Task to carry out
Your answer should be the entries, repeated exactly.

==== Raw data ====

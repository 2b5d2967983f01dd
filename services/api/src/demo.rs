use chrono::{Local, NaiveDate};
use clap::Args;
use loan_assess::config::AppConfig;
use loan_assess::error::AppError;
use loan_assess::workflows::assessment::{
    AssessmentOutcome, AssessmentService, DocumentText, EligibilityConfig,
};
use loan_assess::workflows::intake::DocumentBatchImporter;
use std::path::PathBuf;

use crate::infra::eligibility_config_from;

#[derive(Args, Debug)]
pub(crate) struct AssessArgs {
    /// Recognized-text batch export (CSV with File Name / Recognized Text)
    #[arg(long)]
    pub(crate) batch: PathBuf,
    /// Assessment date stamped on the report (defaults to today)
    #[arg(long, value_parser = crate::infra::parse_date)]
    pub(crate) assessed_on: Option<NaiveDate>,
    /// Override the configured FOIR percentage
    #[arg(long)]
    pub(crate) foir_pct: Option<u32>,
    /// Override the configured annual interest rate
    #[arg(long)]
    pub(crate) annual_rate_pct: Option<f64>,
    /// Override the configured tenure in years
    #[arg(long)]
    pub(crate) tenure_years: Option<u32>,
    /// Print the raw outcome as JSON instead of the rendered summary
    #[arg(long)]
    pub(crate) json: bool,
}

#[derive(Args, Debug, Default)]
pub(crate) struct DemoArgs {
    /// Assessment date stamped on the report (defaults to today)
    #[arg(long, value_parser = crate::infra::parse_date)]
    pub(crate) assessed_on: Option<NaiveDate>,
    /// Print the raw outcome as JSON instead of the rendered summary
    #[arg(long)]
    pub(crate) json: bool,
}

pub(crate) fn run_assess(args: AssessArgs) -> Result<(), AppError> {
    let AssessArgs {
        batch,
        assessed_on,
        foir_pct,
        annual_rate_pct,
        tenure_years,
        json,
    } = args;

    let config = AppConfig::load()?;
    let mut eligibility_config = eligibility_config_from(&config);
    if let Some(foir_pct) = foir_pct {
        eligibility_config.foir_pct = foir_pct;
    }
    if let Some(annual_rate_pct) = annual_rate_pct {
        eligibility_config.annual_rate_pct = annual_rate_pct;
    }
    if let Some(tenure_years) = tenure_years {
        eligibility_config.tenure_years = tenure_years;
    }

    let documents = DocumentBatchImporter::from_path(batch)?;
    let assessed_on = assessed_on.unwrap_or_else(|| Local::now().date_naive());

    let service = AssessmentService::new(eligibility_config);
    let outcome = service.assess(&documents, assessed_on);

    emit_outcome(&outcome, json);
    Ok(())
}

pub(crate) fn run_demo(args: DemoArgs) -> Result<(), AppError> {
    let DemoArgs { assessed_on, json } = args;
    let assessed_on = assessed_on.unwrap_or_else(|| Local::now().date_naive());

    println!("Loan assessment demo (bundled sample documents)");

    let service = AssessmentService::new(EligibilityConfig::default());
    let outcome = service.assess(&sample_documents(), assessed_on);

    emit_outcome(&outcome, json);
    Ok(())
}

fn emit_outcome(outcome: &AssessmentOutcome, json: bool) {
    if json {
        match serde_json::to_string_pretty(outcome) {
            Ok(payload) => println!("{payload}"),
            Err(err) => println!("outcome unavailable as JSON: {err}"),
        }
    } else {
        render_outcome(outcome);
    }
}

pub(crate) fn render_outcome(outcome: &AssessmentOutcome) {
    let profile = &outcome.profile;

    println!("\nApplicant summary");
    println!("- Name: {}", field(&profile.identity.name));
    println!("- PAN: {}", field(&profile.identity.pan));
    println!("- DOB: {}", field(&profile.identity.date_of_birth));
    println!("- Aadhaar: {}", field(&profile.identity.aadhaar));
    println!("- Address: {}", field(&profile.identity.address));
    println!("- Employer: {}", field(&profile.identity.employer));
    if let Some(score) = profile.cibil_score {
        println!("- CIBIL score: {score}");
    }

    if profile.salary_slips.is_empty() {
        println!("\nSalary breakdowns: none detected");
    } else {
        println!("\nSalary breakdowns (up to 3 retained)");
        for slip in &profile.salary_slips {
            let components: Vec<String> = slip
                .components
                .iter()
                .map(|(component, amount)| format!("{} {}", component.label(), amount))
                .collect();
            println!("- {}: {}", slip.source, components.join(" | "));
        }
    }

    if profile.obligations.is_empty() {
        println!("\nExisting obligations: none detected");
    } else {
        println!("\nExisting obligations");
        for obligation in &profile.obligations {
            match obligation.monthly_amount {
                Some(amount) => println!("- Rs. {} | {}", amount, obligation.description),
                None => println!("- amount unreadable | {}", obligation.description),
            }
        }
    }

    println!("\nFOIR & eligibility");
    match &outcome.eligibility {
        Some(result) => {
            println!("- Gross monthly (est.): Rs. {}", result.gross_monthly_estimate);
            println!("- FOIR: {}%", result.foir_pct);
            println!("- Total existing EMI: Rs. {}", result.total_existing_emi);
            println!("- Max allowed EMI: Rs. {}", result.max_allowed_emi);
            println!(
                "- Available for new EMI: Rs. {}",
                result.available_for_new_emi
            );
            println!("- Approx. max loan: Rs. {}", result.approx_max_loan);
        }
        None => println!("- insufficient data, no computation performed"),
    }

    println!("\nBanking behaviour");
    if outcome.report.banking.salary_credit_sample.is_empty() {
        println!("- Salary credits: none detected");
    } else {
        println!(
            "- Salary credits (sample): {:?}",
            outcome.report.banking.salary_credit_sample
        );
    }
    match outcome.report.banking.average_balance {
        Some(balance) => println!("- Average balance: Rs. {balance}"),
        None => println!("- Average balance: not reported"),
    }

    println!("\nDocument status (as of {})", outcome.report.assessed_on);
    for entry in &outcome.report.document_status {
        println!("- {}: {}", entry.category_label, entry.status_label);
    }

    println!("\nProbable queries");
    for query in &outcome.report.probable_queries {
        println!("- {query}");
    }

    println!("\nFinal recommendation");
    println!("{}", outcome.report.recommendation);
}

fn field(value: &Option<String>) -> &str {
    value.as_deref().unwrap_or("(not found)")
}

fn sample_documents() -> Vec<DocumentText> {
    vec![
        DocumentText::new(
            "pan.pdf".to_string(),
            "INCOME TAX DEPARTMENT GOVT. OF INDIA\n\
Permanent Account Number Card\n\
PAN : ABCDE1234F\n\
Name: RAVI KUMAR\n\
12/04/1988"
                .to_string(),
        ),
        DocumentText::new(
            "aadhaar.pdf".to_string(),
            "Unique Identification Authority of India\n\
AADHAAR\n\
2345 6789 0123\n\
Address: 12 MG Road, Indiranagar\n\
BENGALURU 560038"
                .to_string(),
        ),
        DocumentText::new(
            "march-salary.pdf".to_string(),
            "ACME TECHNOLOGIES\n\
Pay Slip - March 2024\n\
Basic : Rs. 45,000\n\
HRA : Rs. 18,000\n\
Special Allowance : Rs. 12,000\n\
PF : Rs. 5,400\n\
Gross Salary : Rs. 75,000\n\
Net Pay : Rs. 69,600"
                .to_string(),
        ),
        DocumentText::new(
            "feb_statement.pdf".to_string(),
            "HDFC BANK STATEMENT\n\
Account Summary\n\
01/02 HOME LOAN EMI Rs. 15,000\n\
05/02 SALARY CREDIT Rs. 85,000\n\
Average Balance : Rs. 45,210"
                .to_string(),
        ),
        DocumentText::new(
            "cibil_report.pdf".to_string(),
            "CIBIL TransUnion\n\
Credit Score : 745\n\
Personal loan account closed, no outstanding"
                .to_string(),
        ),
        DocumentText::new(
            "offer.pdf".to_string(),
            "OFFER LETTER\n\
Employer: Acme Technologies Pvt Ltd\n\
Annual CTC Rs. 12,00,000"
                .to_string(),
        ),
    ]
}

====

Exercise result
repository 2b5d2967983f01dd
filename services/api/src/demo.rs
use chrono::{Local, NaiveDate};
use clap::Args;
use loan_assess::config::AppConfig;
use loan_assess::error::AppError;
use loan_assess::workflows::assessment::{
    AssessmentOutcome, AssessmentService, DocumentText, EligibilityConfig,
};
use loan_assess::workflows::intake::DocumentBatchImporter;
use std::path::PathBuf;

use crate::infra::eligibility_config_from;

#[derive(Args, Debug)]
pub(crate) struct AssessArgs {
    /// Recognized-text batch export (CSV with File Name / Recognized Text)
    #[arg(long)]
    pub(crate) batch: PathBuf,
    /// Assessment date stamped on the report (defaults to today)
    #[arg(long, value_parser = crate::infra::parse_date)]
    pub(crate) assessed_on: Option<NaiveDate>,
    /// Override the configured FOIR percentage
    #[arg(long)]
    pub(crate) foir_pct: Option<u32>,
    /// Override the configured annual interest rate
    #[arg(long)]
    pub(crate) annual_rate_pct: Option<f64>,
    /// Override the configured tenure in years
    #[arg(long)]
    pub(crate) tenure_years: Option<u32>,
    /// Print the raw outcome as JSON instead of the rendered summary
    #[arg(long)]
    pub(crate) json: bool,
}

#[derive(Args, Debug, Default)]
pub(crate) struct DemoArgs {
    /// Assessment date stamped on the report (defaults to today)
    #[arg(long, value_parser = crate::infra::parse_date)]
    pub(crate) assessed_on: Option<NaiveDate>,
    /// Print the raw outcome as JSON instead of the rendered summary
    #[arg(long)]
    pub(crate) json: bool,
}

pub(crate) fn run_assess(args: AssessArgs) -> Result<(), AppError> {
    let AssessArgs {
        batch,
        assessed_on,
        foir_pct,
        annual_rate_pct,
        tenure_years,
        json,
    } = args;

    let config = AppConfig::load()?;
    let mut eligibility_config = eligibility_config_from(&config);
    if let Some(foir_pct) = foir_pct {
        eligibility_config.foir_pct = foir_pct;
    }
    if let Some(annual_rate_pct) = annual_rate_pct {
        eligibility_config.annual_rate_pct = annual_rate_pct;
    }
    if let Some(tenure_years) = tenure_years {
        eligibility_config.tenure_years = tenure_years;
    }

    let documents = DocumentBatchImporter::from_path(batch)?;
    let assessed_on = assessed_on.unwrap_or_else(|| Local::now().date_naive());

    let service = AssessmentService::new(eligibility_config);
    let outcome = service.assess(&documents, assessed_on);

    emit_outcome(&outcome, json);
    Ok(())
}

pub(crate) fn run_demo(args: DemoArgs) -> Result<(), AppError> {
    let DemoArgs { assessed_on, json } = args;
    let assessed_on = assessed_on.unwrap_or_else(|| Local::now().date_naive());

    println!("Loan assessment demo (bundled sample documents)");

    let service = AssessmentService::new(EligibilityConfig::default());
    let outcome = service.assess(&sample_documents(), assessed_on);

    emit_outcome(&outcome, json);
    Ok(())
}

fn emit_outcome(outcome: &AssessmentOutcome, json: bool) {
    if json {
        match serde_json::to_string_pretty(outcome) {
            Ok(payload) => println!("{payload}"),
            Err(err) => println!("outcome unavailable as JSON: {err}"),
        }
    } else {
        render_outcome(outcome);
    }
}

pub(crate) fn render_outcome(outcome: &AssessmentOutcome) {
    let profile = &outcome.profile;

    println!("\nApplicant summary");
    println!("- Name: {}", field(&profile.identity.name));
    println!("- PAN: {}", field(&profile.identity.pan));
    println!("- DOB: {}", field(&profile.identity.date_of_birth));
    println!("- Aadhaar: {}", field(&profile.identity.aadhaar));
    println!("- Address: {}", field(&profile.identity.address));
    println!("- Employer: {}", field(&profile.identity.employer));
    if let Some(score) = profile.cibil_score {
        println!("- CIBIL score: {score}");
    }

    if profile.salary_slips.is_empty() {
        println!("\nSalary breakdowns: none detected");
    } else {
        println!("\nSalary breakdowns (up to 3 retained)");
        for slip in &profile.salary_slips {
            let components: Vec<String> = slip
                .components
                .iter()
                .map(|(component, amount)| format!("{} {}", component.label(), amount))
                .collect();
            println!("- {}: {}", slip.source, components.join(" | "));
        }
    }

    if profile.obligations.is_empty() {
        println!("\nExisting obligations: none detected");
    } else {
        println!("\nExisting obligations");
        for obligation in &profile.obligations {
            match obligation.monthly_amount {
                Some(amount) => println!("- Rs. {} | {}", amount, obligation.description),
                None => println!("- amount unreadable | {}", obligation.description),
            }
        }
    }

    println!("\nFOIR & eligibility");
    match &outcome.eligibility {
        Some(result) => {
            println!("- Gross monthly (est.): Rs. {}", result.gross_monthly_estimate);
            println!("- FOIR: {}%", result.foir_pct);
            println!("- Total existing EMI: Rs. {}", result.total_existing_emi);
            println!("- Max allowed EMI: Rs. {}", result.max_allowed_emi);
            println!(
                "- Available for new EMI: Rs. {}",
                result.available_for_new_emi
            );
            println!("- Approx. max loan: Rs. {}", result.approx_max_loan);
        }
        None => println!("- insufficient data, no computation performed"),
    }

    println!("\nBanking behaviour");
    if outcome.report.banking.salary_credit_sample.is_empty() {
        println!("- Salary credits: none detected");
    } else {
        println!(
            "- Salary credits (sample): {:?}",
            outcome.report.banking.salary_credit_sample
        );
    }
    match outcome.report.banking.average_balance {
        Some(balance) => println!("- Average balance: Rs. {balance}"),
        None => println!("- Average balance: not reported"),
    }

    println!("\nDocument status (as of {})", outcome.report.assessed_on);
    for entry in &outcome.report.document_status {
        println!("- {}: {}", entry.category_label, entry.status_label);
    }

    println!("\nProbable queries");
    for query in &outcome.report.probable_queries {
        println!("- {query}");
    }

    println!("\nFinal recommendation");
    println!("{}", outcome.report.recommendation);
}

fn field(value: &Option<String>) -> &str {
    value.as_deref().unwrap_or("(not found)")
}

fn sample_documents() -> Vec<DocumentText> {
    vec![
        DocumentText::new(
            "pan.pdf".to_string(),
            "INCOME TAX DEPARTMENT GOVT. OF INDIA\n\
Permanent Account Number Card\n\
PAN : ABCDE1234F\n\
Name: RAVI KUMAR\n\
12/04/1988"
                .to_string(),
        ),
        DocumentText::new(
            "aadhaar.pdf".to_string(),
            "Unique Identification Authority of India\n\
AADHAAR\n\
2345 6789 0123\n\
Address: 12 MG Road, Indiranagar\n\
BENGALURU 560038"
                .to_string(),
        ),
        DocumentText::new(
            "march-salary.pdf".to_string(),
            "ACME TECHNOLOGIES\n\
Pay Slip - March 2024\n\
Basic : Rs. 45,000\n\
HRA : Rs. 18,000\n\
Special Allowance : Rs. 12,000\n\
PF : Rs. 5,400\n\
Gross Salary : Rs. 75,000\n\
Net Pay : Rs. 69,600"
                .to_string(),
        ),
        DocumentText::new(
            "feb_statement.pdf".to_string(),
            "HDFC BANK STATEMENT\n\
Account Summary\n\
01/02 HOME LOAN EMI Rs. 15,000\n\
05/02 SALARY CREDIT Rs. 85,000\n\
Average Balance : Rs. 45,210"
                .to_string(),
        ),
        DocumentText::new(
            "cibil_report.pdf".to_string(),
            "CIBIL TransUnion\n\
Credit Score : 745\n\
Personal loan account closed, no outstanding"
                .to_string(),
        ),
        DocumentText::new(
            "offer.pdf".to_string(),
            "OFFER LETTER\n\
Employer: Acme Technologies Pvt Ltd\n\
Annual CTC Rs. 12,00,000"
                .to_string(),
        ),
    ]
}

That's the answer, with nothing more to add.